Early changes in serum IL-6 and VEGF levels predict clinical outcome following first-line therapy in aggressive non-Hodgkin's lymphoma.

Lars Møller Pedersen1, Tobias Wirenfeldt Klausen, Ulla Høy Davidsen, Hans Erik Johnsen.   

Abstract

Inflammatory cytokines play important roles in the pathogenesis of lymphomas and may reflect underlying biological processes including tumour-host interactions with prognostic information that is not afforded by conventional clinical parameters. Several lines of evidence suggest that serum levels of interleukin (IL)-6 and vascular endothelial growth factor (VEGF) are independent indicators of long-term outcome in non-Hodgkin's lymphoma (NHL), but the clinical impact of early serial monitoring of these cytokines has not been reported. Serum samples from 64 newly diagnosed patients with aggressive NHL were obtained before the first cycle of cyclophosphamide, doxorubicin, vincristine, and prednisone (CHOP) and then weekly until the second cycle was given.

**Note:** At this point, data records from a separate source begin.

pub mod aggregate;
pub mod group;
pub mod progress;
pub mod registry;
pub mod shipment;
pub mod view_state;

pub use aggregate::{aggregate, AggregateView, StatusBucket};
pub use group::{GroupId, GROUP_ORDER};
pub use shipment::{Product, Shipment};
pub use view_state::{filter_shipments, ViewState};
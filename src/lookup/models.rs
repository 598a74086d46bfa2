use crate::domain::{Product, Shipment};
use serde::Deserialize;

// [
//   {
//     "orderCode": "...",
//     "shipmentCode": "..." | null,
//     "status": "DANG_GIAO",
//     "products": [
//       { "productName": "...", "productLink": "..." | null }
//     ]
//   }
// ]

#[derive(Debug, Deserialize)]
#[serde(rename_all = "camelCase")]
pub struct ShipmentRecord {
    pub order_code: String,
    pub shipment_code: Option<String>,
    pub status: String,
    #[serde(default)]
    pub products: Vec<ProductRecord>,
}

#[derive(Debug, Deserialize)]
#[serde(rename_all = "camelCase")]
pub struct ProductRecord {
    pub product_name: String,
    pub product_link: Option<String>,
}

impl From<ShipmentRecord> for Shipment {
    fn from(rec: ShipmentRecord) -> Self {
        Shipment {
            order_code: rec.order_code,
            shipment_code: rec.shipment_code.filter(|s| !s.is_empty()),
            status: rec.status,
            products: rec.products.into_iter().map(Product::from).collect(),
        }
    }
}

impl From<ProductRecord> for Product {
    fn from(rec: ProductRecord) -> Self {
        Product {
            product_name: rec.product_name,
            product_link: rec.product_link.filter(|s| !s.is_empty()),
        }
    }
}
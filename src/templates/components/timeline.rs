use crate::domain::{AggregateView, GroupId, ViewState, GROUP_ORDER};
use maud::{html, Markup};

/// Group counts across the fixed pipeline order, with the cancelled bucket
/// after it. Each step links to the same page with that group toggled.
pub fn timeline(view: &AggregateView<'_>, state: &ViewState, phone: &str) -> Markup {
    let cancelled = view.count(GroupId::DaHuy);

    html! {
        nav class="timeline" aria-label="Trạng thái đơn hàng" {
            ol class="timeline-steps" {
                @for group in GROUP_ORDER {
                    (step(group, view, state, phone))
                }
            }
            @if cancelled > 0 {
                ul class="timeline-cancelled" {
                    (step(GroupId::DaHuy, view, state, phone))
                }
            }
        }
    }
}

fn step(group: GroupId, view: &AggregateView<'_>, state: &ViewState, phone: &str) -> Markup {
    let count = view.count(group);
    let selected = state.selected_group == Some(group);
    let href = format!("/orders?{}", state.with_group(group).to_query(phone));

    let mut class = String::from("timeline-step");
    if count > 0 {
        class.push_str(" active");
    }
    if selected {
        class.push_str(" selected");
    }

    html! {
        li class=(class) data-group=(group.as_str()) {
            @if count > 0 || selected {
                a
                    href=(href)
                    hx-get=(href)
                    hx-target="#lookup-result"
                    hx-swap="innerHTML"
                    hx-push-url="true"
                    aria-pressed=(if selected { "true" } else { "false" })
                {
                    span class="step-label" { (group.label()) }
                    span class="step-count" { (count) }
                }
            } @else {
                span class="step-label" { (group.label()) }
                span class="step-count" { (count) }
            }
        }
    }
}
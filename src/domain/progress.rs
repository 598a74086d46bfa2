// src/domain/progress.rs

use crate::domain::registry::{KnownStatus, PIPELINE};

/// Completion percentage (0..=100) of a raw status.
///
/// Computed from the raw status' own pipeline position, not from its display
/// group, so `DA_MUA` (25) and `DAU_GIA_THANH_CONG` (38) differ even though
/// they are shown as one group.
pub fn percent(status: &str) -> u8 {
    match KnownStatus::parse(status) {
        Some(KnownStatus::DaHuy) | None => 0,
        Some(KnownStatus::DaGiao) => 100,
        Some(known) => match known.pipeline_index() {
            Some(index) => round_half_up_percent(index + 1, PIPELINE.len()),
            None => 0,
        },
    }
}

// round(step / total * 100), halves rounded up.
fn round_half_up_percent(step: usize, total: usize) -> u8 {
    let scaled = (step * 200 + total) / (total * 2);
    scaled.min(100) as u8
}
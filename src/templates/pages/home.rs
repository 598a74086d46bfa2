// templates/pages/home.rs

use crate::templates::{
    components::{card, lookup_form},
    desktop_layout,
};
use maud::{html, Markup};

pub fn home_page() -> Markup {
    desktop_layout(
        "Trang chủ",
        html! {
            main class="container narrow" {
                h1 { "Theo dõi đơn hàng" }
                p class="lead" {
                    "Kiểm tra tình trạng mua hộ, vận chuyển và giao hàng chỉ với số điện thoại."
                }

                (card("Tra cứu nhanh", lookup_form("")))

                div id="lookup-result" aria-live="polite" {}

                (card("Quy trình vận chuyển", html! {
                    ol class="pipeline-legend" {
                        @for group in crate::domain::GROUP_ORDER {
                            li { (group.label()) }
                        }
                    }
                }))
            }
        },
    )
}
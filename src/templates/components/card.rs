use maud::{html, Markup};

pub fn card(title: &str, body: Markup) -> Markup {
    html! {
        section class="card" {
            h3 { (title) }
            div class="card-body" {
                (body)
            }
        }
    }
}

/// Small notice box used for not-found and retry messages.
pub fn notice(kind: &str, message: &str) -> Markup {
    html! {
        div class=(format!("notice notice-{kind}")) role="status" {
            p { (message) }
        }
    }
}
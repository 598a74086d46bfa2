// src/domain/view_state.rs

use crate::domain::group::{group_of, GroupId};
use crate::domain::registry::KnownStatus;
use crate::domain::shipment::Shipment;
use std::collections::BTreeSet;

/// Toggle selection: picking the current group again clears it.
pub fn select_group(current: Option<GroupId>, requested: GroupId) -> Option<GroupId> {
    if current == Some(requested) {
        None
    } else {
        Some(requested)
    }
}

/// Narrows a lookup to one group. `DA_HUY` matches the exact raw status
/// only; every other group matches on classification.
pub fn filter_shipments(shipments: &[Shipment], selected: Option<GroupId>) -> Vec<&Shipment> {
    match selected {
        None => shipments.iter().collect(),
        Some(GroupId::DaHuy) => shipments
            .iter()
            .filter(|s| s.status == KnownStatus::DaHuy.code())
            .collect(),
        Some(group) => shipments
            .iter()
            .filter(|s| group_of(&s.status) == group)
            .collect(),
    }
}

/// Returns a new set with `code` added if absent, removed if present.
pub fn toggle_expanded(expanded: &BTreeSet<String>, code: &str) -> BTreeSet<String> {
    let mut next = expanded.clone();
    if !next.remove(code) {
        next.insert(code.to_string());
    }
    next
}

/// Per-lookup UI state: which group is selected and which orders show their
/// products.
///
/// A fresh lookup always starts from `ViewState::default()`; nothing carries
/// over from the previous phone number.
#[derive(Debug, Clone, Default, PartialEq, Eq)]
pub struct ViewState {
    pub selected_group: Option<GroupId>,
    pub expanded: BTreeSet<String>,
}

impl ViewState {
    pub fn with_group(&self, requested: GroupId) -> Self {
        Self {
            selected_group: select_group(self.selected_group, requested),
            expanded: self.expanded.clone(),
        }
    }

    pub fn with_toggled(&self, order_code: &str) -> Self {
        Self {
            selected_group: self.selected_group,
            expanded: toggle_expanded(&self.expanded, order_code),
        }
    }

    pub fn is_expanded(&self, order_code: &str) -> bool {
        self.expanded.contains(order_code)
    }

    /// Reads `group` and repeated `expanded` pairs. Unrecognised groups are
    /// dropped rather than rejected.
    pub fn from_pairs<'p, I>(pairs: I) -> Self
    where
        I: IntoIterator<Item = (&'p str, &'p str)>,
    {
        let mut state = ViewState::default();
        for (key, value) in pairs {
            match key {
                "group" => state.selected_group = GroupId::parse(value),
                "expanded" if !value.is_empty() => {
                    state.expanded.insert(value.to_string());
                }
                _ => {}
            }
        }
        state
    }

    /// Query string for the lookup page, `phone` first.
    pub fn to_query(&self, phone: &str) -> String {
        let mut ser = url::form_urlencoded::Serializer::new(String::new());
        ser.append_pair("phone", phone);
        if let Some(group) = self.selected_group {
            ser.append_pair("group", group.as_str());
        }
        for code in &self.expanded {
            ser.append_pair("expanded", code);
        }
        ser.finish()
    }
}
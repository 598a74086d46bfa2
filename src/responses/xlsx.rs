// responses/xlsx.rs
use crate::errors::ServerError;
use crate::responses::ResultResp;
use astra::{Body, ResponseBuilder};

/// Return XLSX file as HTTP response
pub fn xlsx_response(buffer: Vec<u8>, filename: &str) -> ResultResp {
    let resp = ResponseBuilder::new()
        .status(200)
        .header(
            "Content-Type",
            "application/vnd.openxmlformats-officedocument.spreadsheetml.sheet",
        )
        .header(
            "Content-Disposition",
            format!("attachment; filename=\"{filename}\""),
        )
        // Customer data: keep it out of shared caches.
        .header("Cache-Control", "no-store")
        .body(Body::from(buffer))
        .map_err(|_| ServerError::InternalError)?;

    Ok(resp)
}
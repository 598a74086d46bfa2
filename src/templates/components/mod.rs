pub mod card;
pub mod error;
pub mod lookup_form;
pub mod progress;
pub mod timeline;

pub use card::{card, notice};
pub use error::error_page;
pub use lookup_form::lookup_form;
pub use progress::progress_bar;
pub use timeline::timeline;
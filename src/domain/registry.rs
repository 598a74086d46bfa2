// src/domain/registry.rs

use crate::domain::group::GroupId;

/// The nine status codes the order system is known to emit.
#[derive(Debug, Clone, Copy, PartialEq, Eq, Hash)]
pub enum KnownStatus {
    ChoMua,
    DaMua,
    DauGiaThanhCong,
    DaNhapKhoNn,
    DangChuyenVn,
    DaNhapKhoVn,
    DangGiao,
    DaGiao,
    DaHuy,
}

/// Logistics progression, earliest first. `DaHuy` is deliberately absent.
pub const PIPELINE: [KnownStatus; 8] = [
    KnownStatus::ChoMua,
    KnownStatus::DaMua,
    KnownStatus::DauGiaThanhCong,
    KnownStatus::DaNhapKhoNn,
    KnownStatus::DangChuyenVn,
    KnownStatus::DaNhapKhoVn,
    KnownStatus::DangGiao,
    KnownStatus::DaGiao,
];

impl KnownStatus {
    #[cfg(test)]
    pub const ALL: [KnownStatus; 9] = [
        KnownStatus::ChoMua,
        KnownStatus::DaMua,
        KnownStatus::DauGiaThanhCong,
        KnownStatus::DaNhapKhoNn,
        KnownStatus::DangChuyenVn,
        KnownStatus::DaNhapKhoVn,
        KnownStatus::DangGiao,
        KnownStatus::DaGiao,
        KnownStatus::DaHuy,
    ];

    /// Exact, case-sensitive match on the wire code.
    pub fn parse(code: &str) -> Option<Self> {
        match code {
            "CHO_MUA" => Some(KnownStatus::ChoMua),
            "DA_MUA" => Some(KnownStatus::DaMua),
            "DAU_GIA_THANH_CONG" => Some(KnownStatus::DauGiaThanhCong),
            "DA_NHAP_KHO_NN" => Some(KnownStatus::DaNhapKhoNn),
            "DANG_CHUYEN_VN" => Some(KnownStatus::DangChuyenVn),
            "DA_NHAP_KHO_VN" => Some(KnownStatus::DaNhapKhoVn),
            "DANG_GIAO" => Some(KnownStatus::DangGiao),
            "DA_GIAO" => Some(KnownStatus::DaGiao),
            "DA_HUY" => Some(KnownStatus::DaHuy),
            _ => None,
        }
    }

    pub fn code(&self) -> &'static str {
        match self {
            KnownStatus::ChoMua => "CHO_MUA",
            KnownStatus::DaMua => "DA_MUA",
            KnownStatus::DauGiaThanhCong => "DAU_GIA_THANH_CONG",
            KnownStatus::DaNhapKhoNn => "DA_NHAP_KHO_NN",
            KnownStatus::DangChuyenVn => "DANG_CHUYEN_VN",
            KnownStatus::DaNhapKhoVn => "DA_NHAP_KHO_VN",
            KnownStatus::DangGiao => "DANG_GIAO",
            KnownStatus::DaGiao => "DA_GIAO",
            KnownStatus::DaHuy => "DA_HUY",
        }
    }

    /// Zero-based position in `PIPELINE`, `None` for `DaHuy`.
    pub fn pipeline_index(&self) -> Option<usize> {
        PIPELINE.iter().position(|s| s == self)
    }

    fn descriptor(&self) -> StatusDescriptor<'static> {
        // (label, rank, group)
        let (label, pipeline_rank, group_id) = match self {
            KnownStatus::ChoMua => ("Chờ mua", 0, GroupId::ChoMua),
            KnownStatus::DaMua => ("Đã mua", 1, GroupId::DaMuaGroup),
            KnownStatus::DauGiaThanhCong => ("Đấu giá thành công", 2, GroupId::DaMuaGroup),
            KnownStatus::DaNhapKhoNn => ("Đã nhập kho nước ngoài", 3, GroupId::DaNhapKhoNn),
            KnownStatus::DangChuyenVn => ("Đang chuyển về Việt Nam", 4, GroupId::DangChuyenVn),
            KnownStatus::DaNhapKhoVn => ("Đã nhập kho Việt Nam", 5, GroupId::DaNhapKhoVn),
            KnownStatus::DangGiao => ("Đang giao hàng", 6, GroupId::DangGiao),
            KnownStatus::DaGiao => ("Đã giao hàng", 7, GroupId::DaGiao),
            KnownStatus::DaHuy => ("Đã hủy", 0, GroupId::DaHuy),
        };

        StatusDescriptor {
            label,
            pipeline_rank,
            group_id,
        }
    }
}

/// Display metadata for a raw status code.
///
/// Borrowed from the static table for known codes, and from the caller's
/// string for unknown ones (whose label is the raw code itself).
#[derive(Debug, Clone, Copy, PartialEq, Eq)]
pub struct StatusDescriptor<'a> {
    pub label: &'a str,
    pub pipeline_rank: u32,
    pub group_id: GroupId,
}

impl<'a> StatusDescriptor<'a> {
    fn fallback(raw: &'a str) -> Self {
        StatusDescriptor {
            label: raw,
            pipeline_rank: 0,
            group_id: GroupId::Unknown,
        }
    }
}

/// Looks up the descriptor for any raw status. Never fails: codes outside
/// the table get rank 0, group `UNKNOWN` and their own code as label.
pub fn describe(status: &str) -> StatusDescriptor<'_> {
    match KnownStatus::parse(status) {
        Some(known) => known.descriptor(),
        None => StatusDescriptor::fallback(status),
    }
}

Serum IL-6 and VEGF were measured by commercial enzyme-linked immunosorbent assays (ELISA). Pre-treatment serum IL-6 and VEGF levels were significantly correlated to response rate and overall survival. A significant decrease of IL-6 and VEGF levels was observed in the first weeks after CHOP therapy in patients achieving a complete remission after treatment. Multivariate analysis indicated that early changes of IL-6 and VEGF serum levels within the first 3 weeks after initiation of chemotherapy were independent predictors of clinical response even when corrected for the influence of clinical prognostic factors. Only changes in serum IL-6 level had borderline significance for the prediction of overall survival. The data indicate that serial measurements of serum IL-6 and VEGF may be early prognostic indicators and support the hypothesis of a clinical impact by early recognition of poor-risk patients and candidates for new treatment options.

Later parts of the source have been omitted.